Cinzeiro. Embora seja um artefato aparentemente banal, presente em uma infinidade de lugares, creio nunca ter lido a respeito ou, tampouco, ter presenciado uma conversa cujo tema central fosse esse. Pergunto-me, se é porque os cinzeiros - apesar das personalidades vivas e intrigantes que resguardam - pecam em demasia pela discrição, ou se é porque sou iniciante na rotina de fumar.
Passando a observá-los em diferentes ocasiões, notei o quanto variam em todos os sentidos: na matéria, na forma, nas dimensões e na arte. De fato, são seres distintos, como é raro deparar-se com dois cinzeiros iguais em lugares diferentes! Sei bem o que esperar de crianças que desenham uma estrela ou um coração.
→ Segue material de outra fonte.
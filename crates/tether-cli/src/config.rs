//! Persistent CLI configuration and its resolution against env and flags.

use std::env;
use std::path::{Path, PathBuf};
use std::time::Duration;

use serde::{Deserialize, Serialize};

use crate::commands::common::non_blank;

const CONFIG_FILE_NAME: &str = "cli-config.json";

pub const DEFAULT_API_URL: &str = "http://localhost:4000/api";
pub const DEFAULT_RESOURCE: &str = "todo";
pub const DEFAULT_POLL_INTERVAL_MS: u64 = 1_000;

pub const API_URL_ENV: &str = "TETHER_API_URL";
pub const DB_PATH_ENV: &str = "TETHER_DB_PATH";

#[derive(Debug, Clone, Default, Serialize, Deserialize, PartialEq, Eq)]
pub struct CliConfig {
    #[serde(default = "default_config_version")]
    pub version: u32,
    #[serde(default)]
    pub api_base_url: Option<String>,
    #[serde(default)]
    pub resource: Option<String>,
    #[serde(default)]
    pub poll_interval_ms: Option<u64>,
    #[serde(default)]
    pub db_path: Option<PathBuf>,
}

const fn default_config_version() -> u32 {
    1
}

pub fn default_config_path() -> PathBuf {
    dirs::config_dir()
        .unwrap_or_else(|| PathBuf::from("."))
        .join("tether")
        .join(CONFIG_FILE_NAME)
}

pub fn default_db_path() -> PathBuf {
    dirs::data_dir()
        .unwrap_or_else(|| PathBuf::from("."))
        .join("tether")
        .join("tether.db")
}

/// Require an `http(s)://` URL and drop trailing slashes
pub fn normalize_api_url(value: &str) -> Result<String, String> {
    let value = value.trim().trim_end_matches('/');
    let has_host = |rest: &str| !rest.is_empty() && !rest.starts_with('/');
    let valid = match value.split_once("://") {
        Some(("http" | "https", rest)) => has_host(rest),
        _ => false,
    };
    if valid {
        Ok(value.to_string())
    } else {
        Err(format!("API URL must start with http:// or https://: {value}"))
    }
}

impl CliConfig {
    pub fn load() -> Result<Self, String> {
        Self::load_from_path(&default_config_path())
    }

    pub fn load_from_path(path: &Path) -> Result<Self, String> {
        if !path.exists() {
            return Ok(Self::default());
        }

        let raw = std::fs::read_to_string(path)
            .map_err(|error| format!("Failed to read config at {}: {}", path.display(), error))?;
        let mut config = serde_json::from_str::<Self>(&raw)
            .map_err(|error| format!("Failed to parse config at {}: {}", path.display(), error))?;
        config.normalize();
        Ok(config)
    }

    pub fn save(&self) -> Result<PathBuf, String> {
        let path = default_config_path();
        self.save_to_path(&path)?;
        Ok(path)
    }

    pub fn save_to_path(&self, path: &Path) -> Result<(), String> {
        if let Some(parent) = path.parent() {
            std::fs::create_dir_all(parent).map_err(|error| {
                format!(
                    "Failed to create config directory {}: {}",
                    parent.display(),
                    error
                )
            })?;
        }

        let mut normalized = self.clone();
        normalized.normalize();
        let serialized = serde_json::to_string_pretty(&normalized)
            .map_err(|error| format!("Failed to serialize config: {error}"))?;
        std::fs::write(path, serialized)
            .map_err(|error| format!("Failed to write config at {}: {}", path.display(), error))
    }

    fn normalize(&mut self) {
        self.version = default_config_version();
        self.api_base_url = non_blank(self.api_base_url.take())
            .map(|url| url.trim_end_matches('/').to_string());
        self.resource = non_blank(self.resource.take())
            .map(|resource| resource.trim_matches('/').to_string());
        self.poll_interval_ms = self.poll_interval_ms.filter(|ms| *ms > 0);
    }
}

/// Effective settings for one invocation
#[derive(Debug, Clone, PartialEq, Eq)]
pub struct Settings {
    pub api_base_url: String,
    pub resource: String,
    pub db_path: PathBuf,
    pub poll_interval: Duration,
    pub offline_demo: bool,
}

/// Command-line overrides, highest precedence
#[derive(Debug, Clone, Default)]
pub struct Overrides {
    pub api_url: Option<String>,
    pub db_path: Option<PathBuf>,
    pub offline_demo: bool,
}

impl Settings {
    pub fn resolve(config: &CliConfig, overrides: Overrides) -> Result<Self, String> {
        Self::resolve_with_env(config, overrides, |name| env::var(name).ok())
    }

    /// Flags beat the environment, which beats the config file
    pub fn resolve_with_env(
        config: &CliConfig,
        overrides: Overrides,
        env_var: impl Fn(&str) -> Option<String>,
    ) -> Result<Self, String> {
        let api_base_url = non_blank(overrides.api_url)
            .or_else(|| non_blank(env_var(API_URL_ENV)))
            .or_else(|| config.api_base_url.clone())
            .unwrap_or_else(|| DEFAULT_API_URL.to_string());
        let db_path = overrides
            .db_path
            .or_else(|| non_blank(env_var(DB_PATH_ENV)).map(PathBuf::from))
            .or_else(|| config.db_path.clone())
            .unwrap_or_else(default_db_path);

        Ok(Self {
            api_base_url: normalize_api_url(&api_base_url)?,
            resource: config
                .resource
                .clone()
                .unwrap_or_else(|| DEFAULT_RESOURCE.to_string()),
            db_path,
            poll_interval: Duration::from_millis(
                config.poll_interval_ms.unwrap_or(DEFAULT_POLL_INTERVAL_MS),
            ),
            offline_demo: overrides.offline_demo,
        })
    }
}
No entanto, imagino que apresentariam grande variedade de traços e cores ao desenharem cinzeiros. Mais curioso ainda é perceber quantos objetos, com funções primordiais divergentes, podem se transfigurar em cinzeiro. Já usei, por vezes, a tampa de uma garrafa, um potinho de sobremesas, copos variados, pires, cesta de lixo... E até mesmo janelas e o próprio chão já ocuparam o generoso cargo de “abrigador” de cinzas. Numa era de fôrmas e padrões, os cinzeiros continuam ímpares. Pergunto-me se é por serem íntegros ao ponto de preservarem suas originalidades ou se é porque são desprezíveis o bastante para quase nunca serem produzidos em grande escala.
Contudo, submersa na embriaguez de uma noite qualquer, de maneira estonteante e fabulosa, parece que descobri um submundo disfarçado. Por todos os cantos, pelos bares e pelas salas de estar... Foi quando passei a ouvir o que cada cinzeiro tinha a me dizer. Desse modo, passei a agregar um significado a cada um. Dentre os cinzeiros de nascença, sua arte e sofisticação costumam revelar o estilo e possível status do ambiente. Os cinzeiros mais requintados e chamativos apresentam afinidade com o hábito de fumar, ao passo que os pequenos e mais discretos apresentam certa aversão. O cinzeiro de bar é redondo, como uma roda de amigos, sem dúvidas, representa sociabilidade! ... No entanto, os que mais despertam a minha curiosidade são aqueles que beiram sempre o inusitado, os nascidos do improviso. Uma tampinha de garrafa fala de um fumo apressado, com ar de disfarce. O copo fala de um fim de noite preguiçoso, cadê o cinzeiro? A janela – ah, a janela - essa arranca um suspiro, fala de alívio, sossego... E por fim o chão, esse é liberdade, é quando a gente fuma descansado - pára e olha pro céu – derrama a cinza sem perceber que ela suja o chão...
E por aí vai, cada cinzeiro conta uma história diferente, cada um uma arte, uma idéia, um contorno. Cada um uma ocasião, um encontro, um lugar. Não existe cinzeiro por acaso... Por fim – preciso finalizar o texto antes que se acabe o meu cigarro e a minha paciência - diante da minha reflexão, dentre uma tragada e outra, surgiu a dúvida tenebrosa que põe em jogo a minha própria sanidade. Pergunto-me como foi possível viver tanto tempo sem perceber que todo cinzeiro tem algo a dizer, ou se, de fato, eles nada tem a dizer.